The Death of King Tut

Tutankhamun-Cause of Death

Mummification is one of the three main ways a body will change after death. The most common is decay, or putrefaction. This is a process mediated by bacteria and these bacteria prefer warm and moist environments. Most of the bacteria that cause decay of a corpse come from within the body, specifically the G.I. tract.

Under certain circumstances a body may undergo adipocere formation. Here the body takes on a waxy and mannequin like appearance. This is caused by certain acids and alkalis in the environment reacting with the body fats in a process similar to soap making. Once this process is complete, the body will appear like a pale white or grayish waxy doll.

For a body to undergo mummification, moisture must leave the body fairly quickly and leave behind an environment that is not friendly to bacteria. This can happen with a body dumped in a hot dry desert or one that is left on the hillside at a very high elevation where the air tends to be more moisture-free are even in bodies that are dumped into cool dry basements or closed up in the building crawl spaces. The bottom line is that a dry environment is essential for mummification.

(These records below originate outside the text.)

//! Tiered candidate filtering
//!
//! The filter is pure: the same candidates and query always give the same
//! result. Matching is case-insensitive via lowercase normalisation.
//!
//! | query length | rule            | cap          |
//! |--------------|-----------------|--------------|
//! | 0            | everything      | `browse_cap` |
//! | 1            | prefix          | `display_cap`|
//! | 2+           | substring       | `display_cap`|

use std::collections::HashSet;

use super::candidate::Candidate;
use crate::config::AutocompleteConfig;

/// Result of filtering: ordered and capped.
pub type FilterResult = Vec<Candidate>;

/// Matching rule selected by the query length
#[derive(Debug, Clone, PartialEq, Eq)]
pub enum MatchRule {
    /// Empty query: every candidate matches
    All,
    /// Single character: lowercase prefix
    Prefix(String),
    /// Two or more characters: lowercase substring
    Substring(String),
}

impl MatchRule {
    /// Pick the rule for a query.
    ///
    /// Length is counted in characters, not bytes, so a single accented
    /// letter still selects the prefix rule.
    pub fn for_query(query: &str) -> Self {
        match query.chars().count() {
            0 => MatchRule::All,
            1 => MatchRule::Prefix(query.to_lowercase()),
            _ => MatchRule::Substring(query.to_lowercase()),
        }
    }

    /// Check a candidate against this rule
    pub fn matches(&self, candidate: &str) -> bool {
        match self {
            MatchRule::All => true,
            MatchRule::Prefix(needle) => candidate.to_lowercase().starts_with(needle.as_str()),
            MatchRule::Substring(needle) => candidate.to_lowercase().contains(needle.as_str()),
        }
    }
}

/// Narrows a candidate set to what should be displayed
#[derive(Debug, Clone, Copy, PartialEq, Eq)]
pub struct FilterEngine {
    /// Cap for non-empty queries
    display_cap: usize,
    /// Cap for the empty query
    browse_cap: usize,
    /// Drop repeated candidates
    dedupe: bool,
}

impl FilterEngine {
    /// Create a filter engine with explicit caps.
    pub fn new(display_cap: usize, browse_cap: usize) -> Self {
        Self {
            display_cap,
            browse_cap,
            dedupe: true,
        }
    }

    /// Build a filter engine from the autocomplete configuration
    pub fn from_config(config: &AutocompleteConfig) -> Self {
        Self::new(config.display_cap, config.browse_cap).with_dedupe(config.dedupe)
    }

    /// Enable or disable duplicate removal
    pub fn with_dedupe(mut self, dedupe: bool) -> Self {
        self.dedupe = dedupe;
        self
    }

    /// Cap applied for the given query
    pub fn cap_for(&self, query: &str) -> usize {
        if query.is_empty() {
            self.browse_cap
        } else {
            self.display_cap
        }
    }

    /// Filter `candidates` against `query`.
    ///
    /// Source order is preserved. Duplicates (when enabled) are removed
    /// before the cap is applied, so a repeated entry never costs a slot.
    pub fn filter(&self, candidates: &[Candidate], query: &str) -> FilterResult {
        let rule = MatchRule::for_query(query);
        let cap = self.cap_for(query);
        let mut seen: HashSet<&str> = HashSet::new();

        candidates
            .iter()
            .filter(|c| rule.matches(c.as_str()))
            .filter(|c| !self.dedupe || seen.insert(c.as_str()))
            .take(cap)
            .cloned()
            .collect()
    }
}

impl Default for FilterEngine {
    fn default() -> Self {
        Self::new(10, 100)
    }
}

#[cfg(test)]
mod tests {
    use super::*;
    use crate::autocomplete::candidate::candidates_from;

    fn names(result: &FilterResult) -> Vec<&str> {
        result.iter().map(Candidate::as_str).collect()
    }

    #[test]
    fn test_substring_match() {
        let items = candidates_from(["apple", "banana", "cherry", "chicken", "beef"]);
        let result = FilterEngine::default().filter(&items, "ch");
        assert_eq!(names(&result), vec!["cherry", "chicken"]);
    }

    #[test]
    fn test_empty_query_browse_cap() {
        let items = candidates_from((0..150).map(|i| format!("item {i:03}")));
        let result = FilterEngine::default().filter(&items, "");

        assert_eq!(result.len(), 100);
        for (i, candidate) in result.iter().enumerate() {
            assert_eq!(candidate.as_str(), format!("item {i:03}"));
        }
    }

    #[test]
    fn test_single_char_is_prefix_only() {
        let items = candidates_from(["cherry", "chicken", "beef", "zucchini"]);
        let result = FilterEngine::default().filter(&items, "c");
        assert_eq!(names(&result), vec!["cherry", "chicken"]);

        let result = FilterEngine::default().filter(&items, "e");
        assert!(result.is_empty(), "substring-only match leaked: {result:?}");
    }

    #[test]
    fn test_case_insensitive() {
        let items = candidates_from(["Chicken Breast", "chickpeas", "CHIVES"]);
        let result = FilterEngine::default().filter(&items, "cHi");
        assert_eq!(names(&result), vec!["Chicken Breast", "chickpeas", "CHIVES"]);

        let result = FilterEngine::default().filter(&items, "C");
        assert_eq!(result.len(), 3);
    }

    #[test]
    fn test_display_cap_keeps_source_order() {
        let items = candidates_from((0..30).map(|i| format!("salt {i}")));
        let result = FilterEngine::default().filter(&items, "salt");

        assert_eq!(result.len(), 10);
        assert_eq!(result[0], "salt 0");
        assert_eq!(result[9], "salt 9");
    }

    #[test]
    fn test_single_char_capped() {
        let items = candidates_from((0..25).map(|i| format!("c{i}")));
        let result = FilterEngine::default().filter(&items, "c");
        assert_eq!(result.len(), 10);
        assert!(result.iter().all(|c| c.as_str().starts_with('c')));
    }

    #[test]
    fn test_dedupe_before_cap() {
        let items = candidates_from([
            "egg", "egg", "eggplant", "egg", "egg noodles", "egg whites",
        ]);
        let engine = FilterEngine::new(3, 100);
        assert_eq!(names(&engine.filter(&items, "egg")), vec!["egg", "eggplant", "egg noodles"]);

        let engine = engine.with_dedupe(false);
        assert_eq!(names(&engine.filter(&items, "egg")), vec!["egg", "egg", "eggplant"]);
    }

    #[test]
    fn test_empty_candidates_total() {
        let engine = FilterEngine::default();
        for query in ["", "a", "ab", "zzz", "é", "  "] {
            let result = engine.filter(&[], query);
            assert!(result.is_empty());
        }
    }

    #[test]
    fn test_multibyte_single_char_is_prefix() {
        assert_eq!(MatchRule::for_query("é"), MatchRule::Prefix("é".to_string()));
        let items = candidates_from(["éclair", "crème fraîche"]);
        let result = FilterEngine::default().filter(&items, "é");
        assert_eq!(names(&result), vec!["éclair"]);
    }

    #[test]
    fn test_laws_over_many_queries() {
        let items = candidates_from([
            "salt", "olive oil", "butter", "garlic", "onion", "sugar", "eggs", "water",
            "black pepper", "milk", "vegetable oil", "brown sugar", "baking powder",
            "baking soda", "vanilla extract", "lemon juice", "parmesan cheese", "cinnamon",
        ]);
        let engine = FilterEngine::default();

        for query in ["", "s", "o", "b", "oil", "ar", "Ba", "n", "zz", "e"] {
            let result = engine.filter(&items, query);
            let rule = MatchRule::for_query(query);
            assert!(result.len() <= engine.cap_for(query));
            assert!(result.iter().all(|c| rule.matches(c.as_str())));

            // every match that fits under the cap is present, in source order
            let expected: Vec<&Candidate> = items
                .iter()
                .filter(|c| rule.matches(c.as_str()))
                .take(engine.cap_for(query))
                .collect();
            assert_eq!(result.iter().collect::<Vec<_>>(), expected, "query {query:?}");

            // pure
            assert_eq!(result, engine.filter(&items, query));
        }
    }
}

The Egyptians were masters of the mummification process and Egypt’s hot and dry climate made their job much easier. Mummification follows from their basic religious beliefs in an afterlife where the person would need his body on the other side. By mummifying the body, it is protected, hopefully for all time. Since we have found mummies that are thousands of years old and are still incredibly well preserved, they seem to have accomplished their goal. But how did they go about doing it?

The process really addressed three goals: removal of the internal organs, dehydration of the body, and preservation of the tissues. The removal of the internal organs was essential to prevent decay since corpse decay begins inside the body. The ancient Egyptians did not have the knowledge of exactly what the decay process was or that it was mediated by bacteria or that these bacteria needed warmth and water, but rather they made the empiric observation that the internal organs decayed readily and their removal would slow or halt this process. They tended to remove all of the intra-abdominal organs, and were quite elegant at removing the brain through the nose or through small holes drilled of the skull, but they almost invariably left the heart behind. The lungs would be taken, but not the heart, indicating that it held great importance to them. The removed organs would be preserved by wrapping them in oil or resin soaked lenin and placed in ornamental jars around the tomb. I imagine this was done so that when the individual awakened on the other side he could simply reinsert his organs and carry on.

The next issue was to dry out the body. This removal of moisture from the tissues prevented bacterial growth and decay. They used various salts and oils and other solutions to accomplish this. Things such as myrrh, salt, natron (a combination of various sodium-containing compounds), mineral spirits such as turpentine, and other dehydrating herbs were used. Linens, soaked in resins, cedar and other oils, and other chemicals, were stuffed into the body cavities. These helped dehydrate the body and likely had some antibacterial effects.

The bodies were typically wrapped in linen soaked with oils and resins and sometimes beeswax or plaster was placed over the outside to serve as a final protective coating.

I imagine each mummy maker at his favorite technique and chemicals.